Ian Westcott / Flickr

Os físicos descobriram que os loops onde dois eventos separados pelo tempo se influenciam mutuamente de forma paradoxal podem viver em vários universos teóricos que partilham características com o nosso.

Um ciclo causal consiste no clássico mistério de viagem no tempo. Se se enviar informação ao pretérito — por exemplo, dar a Albert Einstein a fórmula E=mc ² antes de ele próprio a teorizar, portanto ele publica-a e você continua a encontrá-la num livro de texto — estamos perante uma situação em que a informação não tem uma origem verdadeira. Uma novidade estudo mostra que oriente tipo de laço causal é provável em universos mais teóricos do que se esperava anteriormente.

Na maioria dos cenários de ficção científica, enviar mensagens de volta no tempo exige que a informação se mova mais rapidamente do que a velocidade da luz. Mas em universos teóricos onde são permitidos loops causais, tal física infrigidora da lei não é necessária, embora não seja simples se estes loops seriam possíveis no nosso universo.

Dois cientistas, V. Vilasini da ETH Zurique na Suíça e Roger Colbeck da Universidade de York, no Reino Unificado, modelaram matematicamente um conjunto de universos teóricos onde tudo o que se sabe é que há pessoas que conseguem discernir a informação e agir sobre ela, mas que não conseguem remeter mais depressa do que a luz.

Tal uma vez que nota o New Scientist, os investigadores não exigiram que os universos obedecessem a quaisquer leis físicas específicas, tais uma vez que a forma uma vez que a sisudez funciona.
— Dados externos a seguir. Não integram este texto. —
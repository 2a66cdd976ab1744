//! Time-based angle animation
//!
//! Each tick, every animated plane advances by `step · (delta_ms / tick_ms)`.
//! With the defaults (one degree per 15 ms) a plane turns about 66.7° per
//! second. An angle wraps back to zero once it reaches 2π at two-decimal
//! precision.

use crate::angles::{AngleState, ANGLE_STEP, FULL_TURN};

/// Round to two decimal places
fn hundredths(x: f32) -> f32 {
    (x * 100.0).round() / 100.0
}

/// Advances animated angles over elapsed time
#[derive(Clone, Copy, Debug, PartialEq)]
pub struct Animator {
    /// Angle added per `tick_ms` of elapsed time, in radians
    pub step: f32,
    /// Reference tick length in milliseconds
    pub tick_ms: f32,
}

impl Default for Animator {
    fn default() -> Self {
        Self {
            step: ANGLE_STEP,
            tick_ms: 15.0,
        }
    }
}

impl Animator {
    pub fn new(step: f32, tick_ms: f32) -> Self {
        Self { step, tick_ms }
    }

    /// Advance every animated plane by `delta_ms` of elapsed time
    ///
    /// Does nothing while the run flag is cleared. Returns whether any angle
    /// changed.
    pub fn advance(&self, state: &mut AngleState, delta_ms: f32) -> bool {
        if !state.running || delta_ms <= 0.0 {
            return false;
        }

        let increment = self.step * (delta_ms / self.tick_ms);
        let limit = hundredths(FULL_TURN);
        let animated: Vec<_> = state.animated_planes().collect();

        for &plane in &animated {
            let mut angle = state.angle(plane) + increment;
            if hundredths(angle) >= limit {
                angle = 0.0;
            }
            state.set_raw(plane, angle);
        }

        !animated.is_empty()
    }
}
//! Cursor state shared by every buffer kind.

/// Reader/writer cursors and their mark registers.
///
/// The readable window is `[reader, writer)` and the writable window is
/// `[writer, capacity)`. Capacity itself lives with the storage, not here;
/// the owning buffer enforces `reader <= writer <= capacity` through the
/// checked setters on [`ByteBuf`](crate::ByteBuf).
#[derive(Debug, Clone, Copy, Default, PartialEq, Eq)]
pub struct Cursor {
    pub(crate) reader: usize,
    pub(crate) writer: usize,
    pub(crate) marked_reader: usize,
    pub(crate) marked_writer: usize,
}

impl Cursor {
    /// Creates a cursor with both indexes and both marks at zero.
    #[must_use]
    pub fn new() -> Self {
        Self::default()
    }

    /// Creates a cursor positioned at `reader`/`writer`, marks at zero.
    #[must_use]
    pub(crate) fn at(reader: usize, writer: usize) -> Self {
        Self {
            reader,
            writer,
            marked_reader: 0,
            marked_writer: 0,
        }
    }

    /// Current reader index.
    #[inline]
    #[must_use]
    pub fn reader(&self) -> usize {
        self.reader
    }

    /// Current writer index.
    #[inline]
    #[must_use]
    pub fn writer(&self) -> usize {
        self.writer
    }

    /// The saved reader mark.
    #[inline]
    #[must_use]
    pub fn marked_reader(&self) -> usize {
        self.marked_reader
    }

    /// The saved writer mark.
    #[inline]
    #[must_use]
    pub fn marked_writer(&self) -> usize {
        self.marked_writer
    }

    /// Rebases the cursor after `delta` leading bytes were discarded.
    ///
    /// Marks shift by the same amount, clamped at zero.
    pub(crate) fn discard(&mut self, delta: usize) {
        self.reader = 0;
        self.writer -= delta;
        self.marked_reader = self.marked_reader.saturating_sub(delta);
        self.marked_writer = self.marked_writer.saturating_sub(delta);
    }
}
//! Construction helpers and buffer utilities.
//!
//! The functions here are the front door of the engine: codecs and
//! transports obtain buffers from the constructors and use the equality,
//! ordering, hashing, and hex-dump helpers, all of which are defined
//! purely in terms of the public [`ByteBuf`] contract.

use std::cmp::Ordering;

use crate::buf::{ByteBuf, CompositeBuf, DynamicBuf, HeapBuf, ReadOnlyBuf};
use crate::error::{check_range, BufError, Result};
use crate::order::{swap_u32, swap_u64, ByteOrder};

/// Allocates a zero-filled fixed-capacity buffer with both cursors at 0.
#[must_use]
pub fn buffer(order: ByteOrder, capacity: usize) -> HeapBuf {
    HeapBuf::new(order, capacity)
}

/// Creates a growable buffer whose initial capacity is `estimated_length`.
///
/// A good estimate avoids both reallocation and wasted space; the buffer
/// grows as needed either way.
#[must_use]
pub fn dynamic_buffer(order: ByteOrder, estimated_length: usize) -> DynamicBuf {
    DynamicBuf::new(order, estimated_length)
}

/// Takes over `bytes` as a fully readable buffer without copying.
#[must_use]
pub fn wrapped_buffer(order: ByteOrder, bytes: Vec<u8>) -> HeapBuf {
    HeapBuf::wrap(order, bytes)
}

/// Wraps several arrays as one logically contiguous buffer without
/// copying.
///
/// Empty arrays are skipped. A single remaining array is wrapped directly;
/// more than one produces a composite.
pub fn wrapped_buffers(order: ByteOrder, parts: Vec<Vec<u8>>) -> Result<Box<dyn ByteBuf>> {
    let mut non_empty: Vec<Vec<u8>> = parts.into_iter().filter(|p| !p.is_empty()).collect();
    match non_empty.len() {
        0 => Ok(Box::new(empty_buffer())),
        1 => Ok(Box::new(wrapped_buffer(order, non_empty.swap_remove(0)))),
        _ => composite_buffer(
            order,
            non_empty
                .into_iter()
                .map(|bytes| Box::new(HeapBuf::wrap(order, bytes)) as Box<dyn ByteBuf>)
                .collect(),
        ),
    }
}

/// Deep-copies `bytes` into a fully readable buffer.
#[must_use]
pub fn copied_buffer(order: ByteOrder, bytes: &[u8]) -> HeapBuf {
    HeapBuf::wrap(order, bytes.to_vec())
}

/// Deep-copies several arrays into one contiguous fully readable buffer.
#[must_use]
pub fn copied_buffers(order: ByteOrder, parts: &[&[u8]]) -> HeapBuf {
    let total: usize = parts.iter().map(|p| p.len()).sum();
    let mut data = Vec::with_capacity(total);
    for part in parts {
        data.extend_from_slice(part);
    }
    HeapBuf::wrap(order, data)
}

/// Combines the readable regions of `parts` into one buffer without
/// copying.
///
/// Unreadable parts are skipped, composites are flattened into their
/// components, and a single remaining readable part is returned as a plain
/// view rather than a one-element composite. Every readable part must
/// share `order`.
pub fn composite_buffer(
    order: ByteOrder,
    parts: Vec<Box<dyn ByteBuf>>,
) -> Result<Box<dyn ByteBuf>> {
    let mut slices: Vec<Box<dyn ByteBuf>> = Vec::new();
    for part in parts {
        if !part.is_readable() {
            continue;
        }
        if part.order() != order {
            return Err(BufError::InvalidInput(format!(
                "cannot combine byte order {:?} with {order:?}",
                part.order()
            )));
        }
        slices.extend(part.decompose(part.reader_index(), part.readable_bytes())?);
    }
    match slices.len() {
        0 => Ok(Box::new(empty_buffer())),
        1 => Ok(slices.swap_remove(0)),
        _ => Ok(Box::new(CompositeBuf::new(order, slices)?)),
    }
}

/// The canonical empty buffer: zero capacity, nothing allocated.
#[must_use]
pub fn empty_buffer() -> HeapBuf {
    HeapBuf::new(ByteOrder::Big, 0)
}

/// Wraps `buf` so every mutating operation fails.
///
/// A buffer that is already read-only is returned unchanged; read-only
/// layers never stack.
#[must_use]
pub fn read_only(buf: Box<dyn ByteBuf>) -> Box<dyn ByteBuf> {
    if buf.is_read_only() {
        buf
    } else {
        Box::new(ReadOnlyBuf::new(buf))
    }
}

/// Content equality over the readable regions.
///
/// Two buffers are equal iff their readable byte counts match and every
/// corresponding readable byte matches; cursor positions themselves are
/// not compared. Compares eight bytes at a time, swapping one side's words
/// when the byte orders differ, then finishes byte-wise.
#[must_use]
pub fn equals(a: &dyn ByteBuf, b: &dyn ByteBuf) -> bool {
    let len = a.readable_bytes();
    if len != b.readable_bytes() {
        return false;
    }
    let same_order = a.order() == b.order();
    let mut ai = a.reader_index();
    let mut bi = b.reader_index();
    for _ in 0..len >> 3 {
        let (Ok(va), Ok(vb)) = (a.get_u64(ai), b.get_u64(bi)) else {
            return false;
        };
        let vb = if same_order { vb } else { swap_u64(vb) };
        if va != vb {
            return false;
        }
        ai += 8;
        bi += 8;
    }
    for _ in 0..len & 7 {
        let (Ok(va), Ok(vb)) = (a.get_u8(ai), b.get_u8(bi)) else {
            return false;
        };
        if va != vb {
            return false;
        }
        ai += 1;
        bi += 1;
    }
    true
}

/// Lexicographic comparison over the readable regions.
///
/// Compares 32-bit words at a time while both buffers share a byte order,
/// byte-wise otherwise; when all compared bytes are equal the shorter
/// readable region sorts first.
#[must_use]
pub fn compare(a: &dyn ByteBuf, b: &dyn ByteBuf) -> Ordering {
    let a_len = a.readable_bytes();
    let b_len = b.readable_bytes();
    let min_len = a_len.min(b_len);
    let (word_count, byte_count) = if a.order() == b.order() {
        (min_len >> 2, min_len & 3)
    } else {
        (0, min_len)
    };
    let little = a.order() == ByteOrder::Little;
    let mut ai = a.reader_index();
    let mut bi = b.reader_index();
    for _ in 0..word_count {
        let (Ok(mut va), Ok(mut vb)) = (a.get_u32(ai), b.get_u32(bi)) else {
            return Ordering::Equal;
        };
        if little {
            va = swap_u32(va);
            vb = swap_u32(vb);
        }
        if va != vb {
            return va.cmp(&vb);
        }
        ai += 4;
        bi += 4;
    }
    for _ in 0..byte_count {
        let (Ok(va), Ok(vb)) = (a.get_u8(ai), b.get_u8(bi)) else {
            return Ordering::Equal;
        };
        if va != vb {
            return va.cmp(&vb);
        }
        ai += 1;
        bi += 1;
    }
    a_len.cmp(&b_len)
}

/// Order-independent content hash of the readable region.
///
/// Polynomial hash with multiplier 31 over 32-bit words then trailing
/// bytes, normalized so it never yields 0. Buffers that are [`equals`]
/// hash identically regardless of byte order.
#[must_use]
pub fn hash_code(buf: &dyn ByteBuf) -> u32 {
    let len = buf.readable_bytes();
    let big = buf.order() == ByteOrder::Big;
    let mut hash: u32 = 1;
    let mut index = buf.reader_index();
    for _ in 0..len >> 2 {
        let word = buf.get_u32(index).unwrap_or(0);
        let word = if big { word } else { swap_u32(word) };
        hash = hash.wrapping_mul(31).wrapping_add(word);
        index += 4;
    }
    for _ in 0..len & 3 {
        let byte = buf.get_u8(index).unwrap_or(0);
        hash = hash
            .wrapping_mul(31)
            .wrapping_add(i32::from(byte as i8) as u32);
        index += 1;
    }
    if hash == 0 {
        1
    } else {
        hash
    }
}

const HEX_DIGITS: &[u8; 16] = b"0123456789abcdef";

const fn build_hex_table() -> [[u8; 2]; 256] {
    let mut table = [[0u8; 2]; 256];
    let mut i = 0;
    while i < 256 {
        table[i] = [HEX_DIGITS[i >> 4], HEX_DIGITS[i & 0xF]];
        i += 1;
    }
    table
}

static HEX_TABLE: [[u8; 2]; 256] = build_hex_table();

/// Renders the readable region as lowercase hex pairs.
#[must_use]
pub fn hex_dump(buf: &dyn ByteBuf) -> String {
    hex_dump_at(buf, buf.reader_index(), buf.readable_bytes()).unwrap_or_default()
}

/// Renders `[index, index + length)` as lowercase hex pairs.
pub fn hex_dump_at(buf: &dyn ByteBuf, index: usize, length: usize) -> Result<String> {
    check_range(index, length, buf.capacity())?;
    let mut out = String::with_capacity(length * 2);
    for i in index..index + length {
        let pair = HEX_TABLE[buf.get_u8(i)? as usize];
        out.push(pair[0] as char);
        out.push(pair[1] as char);
    }
    Ok(out)
}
Descobriram que os loops causais podiam ser matematicamente possíveis nos universos que não teorizavam uma vez que sendo particularmente estranhos ou exóticos desde o início. Os mesmos ciclos causais perturbariam a veras ao remover a origem de alguma informação, mas parecem ser possíveis em universos com uma dimensão espacial.

Vilasini explica que a causalidade pode ser definida de duas maneiras. A primeira incorpora uma vez que dois agentes estão relacionados um com o outro no espaço-tempo, a pausa entre eles e se estão no porvir ou no pretérito um do outro. A segunda envolve a estudo do fluxo de alguma informação que passa entre os dois agentes.

“Tipicamente, dizemos que a reciprocidade não implica uma justificação. Agora concentramo-nos no oposto, onde a causalidade não implica reciprocidade, ou a capacidade de dois agentes enviarem sinais um ao outro”, diz Vilasini.

Um pouco espantoso, oriente caso é uma vez que ser capaz de levar Einstein a desenredar a sua famosa equação baseada em informação do seu porvir, sem nunca remeter directamente com ele.

Vilasini diz que os loops causais examinados não conduzem necessariamente a paradoxos dramáticos, mas mostram que o pretérito e o porvir podem ser correlacionados de forma contra-intuitiva. Se os loops causais podem sobrevir no nosso universo ainda é uma questão em desimpedido, diz ela.

O nosso universo, com o espaço-tempo estruturado da forma uma vez que está e onde zero se pode movimentar mais rapidamente do que a luz, é semelhante aos universos examinados na novidade estudo. Mas as três dimensões espaciais no nosso universo podem mudar a matemática dos laços causais exclusivamente o suficiente para os tornar impossíveis. Vilasini e Colbeck ainda estão a estudar estes efeitos dimensionais.

  ZAP //

Deixe um comentário

Esse site utiliza o Akismet para reduzir spam. Aprenda como seus dados de comentários são processados.